The event is also a milestone for we at Major League Hacking. It marks our one-year anniversary, during which time we’ve worked with 15,000 students in 38 hackathons!

First day highlights

PennApps kicked off in the afternoon with PennApps’ API Expo. Seven name-brand companies were showing recently launched or upcoming technologies: Apple offered iOS 8 camera interfaces, IBM showed its Bluemix application hosting service, Intel’s Mashery demonstrated the new “Edison” microcontroller, the MIT Lincoln Laboratory spoke of automation features in its Composable Analytics environment, MongoDB had a new pluggable storage engine and document-level locking, SendGrid launched its email newsletter tool, and Twilio debuted toll-free SMS features.

At the opening ceremony, several companies offered cash prizes for the best uses of their products, but the loudest applause was for swag — nearly infinite Redbull from 50onRed, air hockey tables from Mashery, GoPro cameras from Bloomberg, and free massages from us fine folks at Major League Hacking. Money can be saved or spent, but Moxtra offered glory — in the form of a Smash Brothers tournament this weekend.

Twilio offered perhaps the cleverest prize of all: four-inch-tall action figures of your own likeness for the best apps designed to save ‘net neutrality. Two students from Wellesley College, Karina Chan and Claire Schlenker, accepted the challenge. They’re working on a web game where users earn points every time they somehow advocate the cause. PennApps is their first hackathon. Win or not, let’s hope their project succeeds.

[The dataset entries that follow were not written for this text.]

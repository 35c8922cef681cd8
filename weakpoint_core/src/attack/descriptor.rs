//! WeakpointAttack - Snapshot of one incoming attack

use super::{WeakpointAttacker, WeakpointTarget, WeakpointWeapon};
use crate::damage::DamageInstance;
use crate::types::{AttackType, DamageType, SkillStyle};

/// Information about an attack on a weak point
///
/// Borrows its participants for the duration of one resolution.
#[derive(Clone, Copy, Default)]
pub struct WeakpointAttack<'a> {
    /// Who made the attack. Absent for environmental damage.
    pub source: Option<&'a dyn WeakpointAttacker>,
    /// Who is being hit
    pub target: Option<&'a dyn WeakpointTarget>,
    /// What the attack was made with. Absent when unarmed.
    pub weapon: Option<&'a dyn WeakpointWeapon>,
    pub attack_type: AttackType,
    pub is_thrown: bool,
    pub is_crit: bool,
    /// Attacker's skill at hitting weak points; set by `compute_wp_skill`
    pub wp_skill: f64,
}

impl<'a> WeakpointAttack<'a> {
    /// Melee attack, typed by the dominant damage of `damage`
    pub fn melee(
        source: &'a dyn WeakpointAttacker,
        target: &'a dyn WeakpointTarget,
        weapon: Option<&'a dyn WeakpointWeapon>,
        damage: &DamageInstance,
        is_crit: bool,
    ) -> Self {
        let mut attack = WeakpointAttack {
            source: Some(source),
            target: Some(target),
            weapon,
            attack_type: Self::type_of_melee_attack(damage),
            is_crit,
            ..Default::default()
        };
        attack.compute_wp_skill();
        attack
    }

    /// Ranged or thrown attack
    pub fn projectile(
        source: &'a dyn WeakpointAttacker,
        target: &'a dyn WeakpointTarget,
        weapon: Option<&'a dyn WeakpointWeapon>,
        is_thrown: bool,
        is_crit: bool,
    ) -> Self {
        let is_thrown = is_thrown || weapon.is_some_and(|w| w.is_thrown());
        let mut attack = WeakpointAttack {
            source: Some(source),
            target: Some(target),
            weapon,
            attack_type: AttackType::Projectile,
            is_thrown,
            is_crit,
            ..Default::default()
        };
        attack.compute_wp_skill();
        attack
    }

    /// Damage with no attacker: falls, fire, effects
    pub fn environmental(target: &'a dyn WeakpointTarget) -> Self {
        WeakpointAttack {
            target: Some(target),
            ..Default::default()
        }
    }

    /// Attack type of a melee hit
    ///
    /// Picks whichever of bash, cut and stab deals the most raw damage.
    /// Ties resolve bash, then cut, then stab. Returns `AttackType::None`
    /// when none of the three is present.
    pub fn type_of_melee_attack(damage: &DamageInstance) -> AttackType {
        let candidates = [
            (DamageType::Bash, AttackType::MeleeBash),
            (DamageType::Cut, AttackType::MeleeCut),
            (DamageType::Stab, AttackType::MeleeStab),
        ];

        let mut best = AttackType::None;
        let mut best_amount = 0.0;
        for (damage_type, attack_type) in candidates {
            let amount = damage.amount_of(damage_type);
            // Strictly greater keeps the earlier type on ties
            if amount > best_amount {
                best = attack_type;
                best_amount = amount;
            }
        }
        best
    }

    /// Which skill this attack draws on, if any
    pub fn skill_style(&self) -> Option<SkillStyle> {
        match self.attack_type {
            AttackType::None => None,
            AttackType::MeleeBash | AttackType::MeleeCut | AttackType::MeleeStab => {
                Some(SkillStyle::Melee)
            }
            AttackType::Projectile if self.is_thrown => Some(SkillStyle::Thrown),
            AttackType::Projectile => Some(SkillStyle::Ranged),
        }
    }

    /// Compute and store `wp_skill`
    pub fn compute_wp_skill(&mut self) {
        self.wp_skill = match (self.source, self.skill_style()) {
            (Some(source), Some(style)) => {
                source.weakpoint_skill(style, self.weapon) + source.weakpoint_skill_bonus()
            }
            _ => 0.0,
        };
    }
}
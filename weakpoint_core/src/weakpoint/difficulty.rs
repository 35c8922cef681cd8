//! WeakpointDifficulty - Per-attack-type scalar table

use crate::attack::WeakpointAttack;
use crate::types::AttackType;
use serde::{Deserialize, Serialize};

/// One value per attack type
///
/// Serves as a coverage multiplier or as a skill gate, depending on
/// which slot of a `Weakpoint` holds it.
#[derive(Debug, Clone, Copy, PartialEq)]
pub struct WeakpointDifficulty {
    values: [f64; AttackType::COUNT],
}

impl WeakpointDifficulty {
    pub fn new(default_value: f64) -> Self {
        WeakpointDifficulty {
            values: [default_value; AttackType::COUNT],
        }
    }

    /// Value for the attack's type
    pub fn of(&self, attack: &WeakpointAttack<'_>) -> f64 {
        self.get(attack.attack_type)
    }

    pub fn get(&self, attack_type: AttackType) -> f64 {
        self.values[attack_type.index()]
    }

    pub fn set(&mut self, attack_type: AttackType, value: f64) {
        self.values[attack_type.index()] = value;
    }

    /// Overwrite the entries the definition covers
    pub fn load(&mut self, def: &DifficultyDef) {
        for &attack_type in AttackType::all() {
            if let Some(value) = def.resolve(attack_type) {
                self.set(attack_type, value);
            }
        }
    }
}

/// Difficulty table as written in definition files
///
/// `bash`, `cut` and `stab` fall back to `melee`; `projectile` uses
/// `ranged`; everything falls back to `all`.
#[derive(Debug, Clone, Default, Serialize, Deserialize)]
#[serde(deny_unknown_fields)]
pub struct DifficultyDef {
    #[serde(default)]
    pub all: Option<f64>,
    #[serde(default)]
    pub none: Option<f64>,
    #[serde(default)]
    pub melee: Option<f64>,
    #[serde(default)]
    pub bash: Option<f64>,
    #[serde(default)]
    pub cut: Option<f64>,
    #[serde(default)]
    pub stab: Option<f64>,
    #[serde(default)]
    pub ranged: Option<f64>,
}

impl DifficultyDef {
    pub fn resolve(&self, attack_type: AttackType) -> Option<f64> {
        let specific = match attack_type {
            AttackType::None => self.none,
            AttackType::MeleeBash => self.bash.or(self.melee),
            AttackType::MeleeCut => self.cut.or(self.melee),
            AttackType::MeleeStab => self.stab.or(self.melee),
            AttackType::Projectile => self.ranged,
        };
        specific.or(self.all)
    }
}
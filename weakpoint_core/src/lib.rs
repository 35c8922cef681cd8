//! weakpoint_core - Weak point resolution for combat damage
//!
//! This library provides:
//! - WeakpointAttack: Snapshot of an incoming attack and the traits it borrows
//! - Weakpoints: Per-target weak points and the weighted selector
//! - WeakpointFamilies: Proficiency-driven skill modifiers and practice
//! - Hit Resolution: Armor rescaling, mitigation, damage multipliers and effects
//! - Config: TOML definition loading

pub mod attack;
pub mod combat;
pub mod config;
pub mod damage;
pub mod prelude;
pub mod types;
pub mod weakpoint;

#[cfg(test)]
mod test_support;

// Re-export core types for convenience
pub use attack::{
    ProficiencyLearner, StatusEffectSink, WeakpointAttack, WeakpointAttacker, WeakpointTarget,
    WeakpointWeapon,
};
pub use combat::{resolve_weakpoint_hit, resolve_weakpoint_hit_with_rng, WeakpointHitResult};
pub use config::{ConfigError, DefinitionCatalog, IdCatalog, PracticeConstants};
pub use damage::{DamageInstance, DamageUnit, Resistances};
pub use types::{AttackType, DamageTable, DamageType, SkillStyle};
pub use weakpoint::{
    EffectApplication, EffectDuration, Weakpoint, WeakpointDifficulty, WeakpointEffect,
    WeakpointFamilies, WeakpointFamily, Weakpoints,
};
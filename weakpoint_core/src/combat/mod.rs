//! Combat resolution - Run one hit through a weak point set

mod resolution;
mod result;

pub use resolution::{resolve_weakpoint_hit, resolve_weakpoint_hit_with_rng};
pub use result::WeakpointHitResult;
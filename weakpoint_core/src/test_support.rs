//! Stand-ins for the combat collaborators, shared by unit tests

use crate::attack::{
    ProficiencyLearner, StatusEffectSink, WeakpointAttacker, WeakpointTarget, WeakpointWeapon,
};
use crate::damage::DamageInstance;
use crate::types::SkillStyle;
use crate::weakpoint::EffectApplication;
use rand::RngCore;
use std::collections::{HashMap, HashSet};
use std::time::Duration;

#[derive(Debug, Default)]
pub struct TestAttacker {
    pub skills: HashMap<SkillStyle, f64>,
    pub bonus: f64,
    pub proficiencies: HashSet<String>,
    pub practiced: HashMap<String, Duration>,
    /// Practice needed before a proficiency is learned
    pub learn_after: Duration,
    pub practice_calls: u32,
}

impl TestAttacker {
    pub fn new() -> Self {
        TestAttacker {
            learn_after: Duration::from_secs(600),
            ..Default::default()
        }
    }

    pub fn with_skill(mut self, style: SkillStyle, skill: f64) -> Self {
        self.skills.insert(style, skill);
        self
    }

    pub fn with_bonus(mut self, bonus: f64) -> Self {
        self.bonus = bonus;
        self
    }

    pub fn with_proficiency(mut self, proficiency: &str) -> Self {
        self.proficiencies.insert(proficiency.to_string());
        self
    }
}

impl WeakpointAttacker for TestAttacker {
    fn weakpoint_skill(&self, style: SkillStyle, _weapon: Option<&dyn WeakpointWeapon>) -> f64 {
        self.skills.get(&style).copied().unwrap_or(0.0)
    }

    fn weakpoint_skill_bonus(&self) -> f64 {
        self.bonus
    }

    fn has_proficiency(&self, proficiency: &str) -> bool {
        self.proficiencies.contains(proficiency)
    }
}

impl ProficiencyLearner for TestAttacker {
    fn practice_proficiency(&mut self, proficiency: &str, amount: Duration) -> bool {
        self.practice_calls += 1;
        if self.proficiencies.contains(proficiency) {
            return false;
        }
        let total = self.practiced.entry(proficiency.to_string()).or_default();
        *total += amount;
        if *total >= self.learn_after {
            self.proficiencies.insert(proficiency.to_string());
            true
        } else {
            false
        }
    }
}

#[derive(Debug, Default)]
pub struct TestTarget {
    pub max_health: f64,
    pub effects: HashSet<String>,
    pub is_player: bool,
}

impl TestTarget {
    pub fn new(max_health: f64) -> Self {
        TestTarget {
            max_health,
            ..Default::default()
        }
    }

    pub fn with_effect(mut self, effect: &str) -> Self {
        self.effects.insert(effect.to_string());
        self
    }

    pub fn player(mut self) -> Self {
        self.is_player = true;
        self
    }
}

impl WeakpointTarget for TestTarget {
    fn has_effect(&self, effect: &str) -> bool {
        self.effects.contains(effect)
    }

    fn max_health(&self) -> f64 {
        self.max_health
    }

    fn is_player_controlled(&self) -> bool {
        self.is_player
    }
}

#[derive(Debug)]
pub struct TestWeapon {
    pub damage: DamageInstance,
    pub thrown: bool,
}

impl TestWeapon {
    pub fn thrown(damage: DamageInstance) -> Self {
        TestWeapon {
            damage,
            thrown: true,
        }
    }
}

impl WeakpointWeapon for TestWeapon {
    fn damage_profile(&self) -> DamageInstance {
        self.damage.clone()
    }

    fn is_thrown(&self) -> bool {
        self.thrown
    }
}

/// Records every request; accepts unless `reject` is set
#[derive(Debug, Default)]
pub struct TestSink {
    pub applied: Vec<EffectApplication>,
    pub messages: Vec<String>,
    pub reject: bool,
}

impl StatusEffectSink for TestSink {
    fn add_effect(&mut self, application: &EffectApplication) -> bool {
        if self.reject {
            return false;
        }
        self.applied.push(application.clone());
        true
    }

    fn add_message(&mut self, message: &str) {
        self.messages.push(message.to_string());
    }
}

/// Replays a fixed cycle of uniform draws through `Rng::gen::<f64>()`
pub struct SequenceRng {
    values: Vec<f64>,
    next: usize,
}

impl SequenceRng {
    pub fn new(values: Vec<f64>) -> Self {
        SequenceRng { values, next: 0 }
    }

    /// `n` evenly spaced midpoints covering [0, 1)
    pub fn stepped(n: usize) -> Self {
        Self::new((0..n).map(|i| (i as f64 + 0.5) / n as f64).collect())
    }
}

impl RngCore for SequenceRng {
    fn next_u32(&mut self) -> u32 {
        (self.next_u64() >> 32) as u32
    }

    fn next_u64(&mut self) -> u64 {
        let value = self.values[self.next % self.values.len()];
        self.next += 1;
        // `gen::<f64>()` keeps the top 53 bits
        ((value * (1u64 << 53) as f64) as u64) << 11
    }

    fn fill_bytes(&mut self, dest: &mut [u8]) {
        for chunk in dest.chunks_mut(8) {
            let bytes = self.next_u64().to_le_bytes();
            chunk.copy_from_slice(&bytes[..chunk.len()]);
        }
    }

    fn try_fill_bytes(&mut self, dest: &mut [u8]) -> Result<(), rand::Error> {
        self.fill_bytes(dest);
        Ok(())
    }
}
//! Prelude module for convenient imports
//!
//! ```rust
//! use weakpoint_core::prelude::*;
//! ```

// Collaborator traits
pub use crate::attack::{
    ProficiencyLearner, StatusEffectSink, WeakpointAttack, WeakpointAttacker, WeakpointTarget,
    WeakpointWeapon,
};

// Core types
pub use crate::types::{AttackType, DamageType, SkillStyle};
pub use crate::damage::{DamageInstance, Resistances};

// Weak points
pub use crate::weakpoint::{EffectApplication, EffectDuration, Weakpoint, WeakpointFamilies, Weakpoints};

// Combat
pub use crate::combat::{resolve_weakpoint_hit, resolve_weakpoint_hit_with_rng, WeakpointHitResult};

// Config
pub use crate::config::{load_families, load_weakpoints, ConfigError, DefinitionCatalog, IdCatalog};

Roaming everywhere were professional and technical mentors. Spotted in a campus hallway was something equally pragmatic: a company called Dr. Duino, pitching a Kickstarter for Arduino debugging tools.

Hacking the human body

Students at the University of Pennsylvania’s medical school took things to a much more serious level with their PennHealth initiative. About 50 hackers attended the speech from med student Mitt Coats, who along with undergraduate Brynn Claypoole is leading the charge toward biological hacks. They already have a major idea for the next PennApps — to make real operating room equipment available for which student projects can interface. (There were no volunteers to be the test subjects!)

Brown University’s Chen Ye, who won at HackPrinceton, said he’s thinking about making a virtual reality interface to an endoscopy tool. “I looked it up. It doesn’t exist,” he said, acknowledging that he’d only done a cursory Google search. Such a tool would be more direct than merely looking inside the human body from a traditional joystick and computer screen, he said. PennHealth intrigued him compared to other subject areas, Ye said. “It’s a topic that I think is uniquely suited to the hackathon concept.”